• [Task statement] The answer is every line of the records that holds the word "CreateSessionResponse", copied in full.

Records from a collection:

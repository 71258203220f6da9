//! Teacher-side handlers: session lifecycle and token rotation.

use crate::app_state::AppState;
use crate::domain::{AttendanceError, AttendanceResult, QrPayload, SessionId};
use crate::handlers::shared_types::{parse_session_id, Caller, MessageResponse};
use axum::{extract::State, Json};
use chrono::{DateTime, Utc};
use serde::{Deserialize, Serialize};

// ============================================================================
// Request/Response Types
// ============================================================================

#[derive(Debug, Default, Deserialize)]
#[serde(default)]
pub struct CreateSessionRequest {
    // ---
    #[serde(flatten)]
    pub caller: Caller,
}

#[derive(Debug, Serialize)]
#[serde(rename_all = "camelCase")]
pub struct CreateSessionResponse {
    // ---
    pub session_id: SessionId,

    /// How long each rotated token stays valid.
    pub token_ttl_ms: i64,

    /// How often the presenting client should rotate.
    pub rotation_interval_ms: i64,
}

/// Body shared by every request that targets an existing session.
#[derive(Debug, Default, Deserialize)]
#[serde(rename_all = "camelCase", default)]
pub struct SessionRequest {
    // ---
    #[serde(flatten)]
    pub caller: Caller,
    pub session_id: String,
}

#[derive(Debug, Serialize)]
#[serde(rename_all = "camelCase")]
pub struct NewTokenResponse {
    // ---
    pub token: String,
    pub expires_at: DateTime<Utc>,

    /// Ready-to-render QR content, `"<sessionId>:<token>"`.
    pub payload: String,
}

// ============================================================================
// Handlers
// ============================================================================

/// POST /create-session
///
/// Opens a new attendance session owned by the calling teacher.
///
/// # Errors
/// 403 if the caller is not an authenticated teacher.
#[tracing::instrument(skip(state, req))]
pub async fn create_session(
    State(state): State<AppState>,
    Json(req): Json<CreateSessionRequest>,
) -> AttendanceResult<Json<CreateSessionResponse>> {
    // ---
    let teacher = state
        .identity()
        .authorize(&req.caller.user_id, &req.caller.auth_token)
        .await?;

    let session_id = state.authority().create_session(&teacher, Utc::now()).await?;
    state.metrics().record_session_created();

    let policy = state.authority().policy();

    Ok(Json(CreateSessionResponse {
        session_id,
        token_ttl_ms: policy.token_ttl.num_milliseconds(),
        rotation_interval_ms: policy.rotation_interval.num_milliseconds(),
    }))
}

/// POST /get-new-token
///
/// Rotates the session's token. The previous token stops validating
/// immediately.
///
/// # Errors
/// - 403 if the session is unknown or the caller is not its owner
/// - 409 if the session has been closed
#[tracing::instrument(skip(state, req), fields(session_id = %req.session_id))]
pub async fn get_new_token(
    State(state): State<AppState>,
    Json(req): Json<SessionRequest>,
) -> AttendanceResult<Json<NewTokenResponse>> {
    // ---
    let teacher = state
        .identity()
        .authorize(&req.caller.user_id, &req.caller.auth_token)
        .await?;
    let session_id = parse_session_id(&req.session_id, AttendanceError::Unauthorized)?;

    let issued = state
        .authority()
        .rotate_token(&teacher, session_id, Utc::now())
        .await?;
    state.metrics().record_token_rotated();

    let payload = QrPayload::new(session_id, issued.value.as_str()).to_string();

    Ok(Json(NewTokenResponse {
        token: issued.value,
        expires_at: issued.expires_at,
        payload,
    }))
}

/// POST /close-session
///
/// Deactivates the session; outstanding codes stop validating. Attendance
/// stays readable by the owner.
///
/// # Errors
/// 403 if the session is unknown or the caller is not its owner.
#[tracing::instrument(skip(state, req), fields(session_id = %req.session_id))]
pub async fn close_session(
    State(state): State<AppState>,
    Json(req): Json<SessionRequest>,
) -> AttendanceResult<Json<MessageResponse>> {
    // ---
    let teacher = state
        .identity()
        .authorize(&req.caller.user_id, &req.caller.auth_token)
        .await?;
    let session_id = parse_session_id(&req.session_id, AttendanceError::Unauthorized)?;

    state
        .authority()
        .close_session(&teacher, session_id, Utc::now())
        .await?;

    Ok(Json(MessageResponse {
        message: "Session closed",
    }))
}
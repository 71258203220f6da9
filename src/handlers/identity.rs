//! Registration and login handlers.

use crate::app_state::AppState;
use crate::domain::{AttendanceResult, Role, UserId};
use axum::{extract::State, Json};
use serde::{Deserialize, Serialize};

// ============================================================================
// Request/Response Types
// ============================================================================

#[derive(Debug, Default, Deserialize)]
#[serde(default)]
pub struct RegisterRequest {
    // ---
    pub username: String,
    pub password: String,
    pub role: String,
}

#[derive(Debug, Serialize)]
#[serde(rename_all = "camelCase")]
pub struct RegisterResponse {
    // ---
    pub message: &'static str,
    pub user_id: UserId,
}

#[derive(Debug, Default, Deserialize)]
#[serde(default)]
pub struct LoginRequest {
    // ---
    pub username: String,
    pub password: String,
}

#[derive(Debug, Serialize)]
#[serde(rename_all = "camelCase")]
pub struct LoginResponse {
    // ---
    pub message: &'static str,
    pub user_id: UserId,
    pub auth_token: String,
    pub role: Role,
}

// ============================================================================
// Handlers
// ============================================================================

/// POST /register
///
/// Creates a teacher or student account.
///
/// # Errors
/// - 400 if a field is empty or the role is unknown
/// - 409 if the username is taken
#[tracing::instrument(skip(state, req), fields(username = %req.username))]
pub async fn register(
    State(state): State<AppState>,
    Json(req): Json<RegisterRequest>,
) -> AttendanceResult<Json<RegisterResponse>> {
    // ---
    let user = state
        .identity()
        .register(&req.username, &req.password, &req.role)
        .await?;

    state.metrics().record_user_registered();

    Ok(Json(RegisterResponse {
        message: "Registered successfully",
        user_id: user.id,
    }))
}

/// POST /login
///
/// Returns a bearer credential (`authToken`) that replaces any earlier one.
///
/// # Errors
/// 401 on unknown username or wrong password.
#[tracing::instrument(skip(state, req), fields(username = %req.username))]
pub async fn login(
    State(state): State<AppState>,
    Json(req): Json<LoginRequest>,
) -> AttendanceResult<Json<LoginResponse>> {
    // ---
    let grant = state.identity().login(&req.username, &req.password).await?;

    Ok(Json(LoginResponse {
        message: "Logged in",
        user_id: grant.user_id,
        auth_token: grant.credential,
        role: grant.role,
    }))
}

• [Output]
pub struct CreateSessionResponse {
) -> AttendanceResult<Json<CreateSessionResponse>> {
    Ok(Json(CreateSessionResponse {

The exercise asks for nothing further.